7 – A vida cotidiana, aquela longe das elucubrações tão caras aos ocidentais que passam o tempo aqui tentando, ingenuamente, entender os chineses, é deliciosa. Há uma amabilidade e um esforço da maioria das pessoas em se fazer entender, em tentar nos entender. No dia em que descobri que secador de cabelo chama-se “Máquina de soprar vento”, ganhei uma lição das minorias. Eu disse que não falava mandarim e o menino que me massageava – um mimo que só na China poderia haver, pré corte de cabelo no salão de beleza - disse que também não, antes de mudar pra Beijing. Como assim? O mocinho era de uma minoria que não consegui entender. Pedi desculpa pelo meu pobre mandarim e disse que não tinha tempo de estudar.
- Você tem ou não tem vontade. Não é questão de tempo – me disse o mocinho.
8 – Lukuang Xinxi é um programa de táxi que fala sobre o movimento das ruas. Em algum momento no táxi você vai ouvir a vinheta. Lukuang Xinxi!
9 – Qualquer birosca de Beijing tem por perto uma sex shop. Aqui, se chama loja para saúde dos adultos.

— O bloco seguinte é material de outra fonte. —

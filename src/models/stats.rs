// ============================================================================
// Structure : DashboardStats
// ============================================================================
// Statistiques agrégées calculées par le serveur (/admin/dashboard/stats)
//
// CONCEPT : Objet "placeholder"
// - Tous les champs ont une valeur par défaut (0)
// - Un payload partiel ou une erreur réseau donne DashboardStats::default()
// - L'écran dashboard s'affiche toujours, même sans réponse du serveur
// ============================================================================

use serde::{Deserialize, Serialize};

use crate::models::amount_from_any;

/// Statistiques serveur du dashboard
#[derive(Debug, Clone, Default, PartialEq, Serialize, Deserialize)]
#[serde(default)]
pub struct DashboardStats {
    pub total_users: u64,
    pub active_users: u64,
    pub pending_kyc: u64,
    pub pending_withdrawals: u64,

    #[serde(deserialize_with = "amount_from_any")]
    pub total_deposits: f64,

    #[serde(deserialize_with = "amount_from_any")]
    pub total_withdrawals: f64,

    #[serde(deserialize_with = "amount_from_any")]
    pub total_invested: f64,
}

#[cfg(test)]
mod tests {
    use super::*;

    #[test]
    fn test_partial_stats_payload() {
        let stats: DashboardStats =
            serde_json::from_str(r#"{"total_users": 12, "total_deposits": "999.90"}"#).unwrap();
        assert_eq!(stats.total_users, 12);
        assert_eq!(stats.total_deposits, 999.9);
        assert_eq!(stats.pending_kyc, 0);
    }

    #[test]
    fn test_empty_stats_payload() {
        let stats: DashboardStats = serde_json::from_str("{}").unwrap();
        assert_eq!(stats, DashboardStats::default());
    }
}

10 – A melhor cerveja chinesa é a Harbin. A mais famosa e fácil de encontrar é a Tsingtao. A primeira é russa, a segunda alemã. Alguém tá afins de conhecer Moscou? Me convida.
11 – Dá pra ir pra muitos lugares paradisíacos perto da China. Eu mesma tou indo pra Bali ver minha irmã semana que vem. Se a gripe permitir. Eu que aqui não pego nada, nem gripe, espero que a declaração de pandemia não estrague ainda mais meus planos. Para ir, vou pagar uma multa de uns US$ 500 e na volta terei de ficar sete dias em quarentena compulsória. Eles juram que não vão me descontar das férias. Espero não pegar a gripe suína, nem aqui, nem na China.
12 – Tem tanta coisa pra falar da China, que eu ainda nem comecei, juro. Mas você já cansou de ler, que eu sei.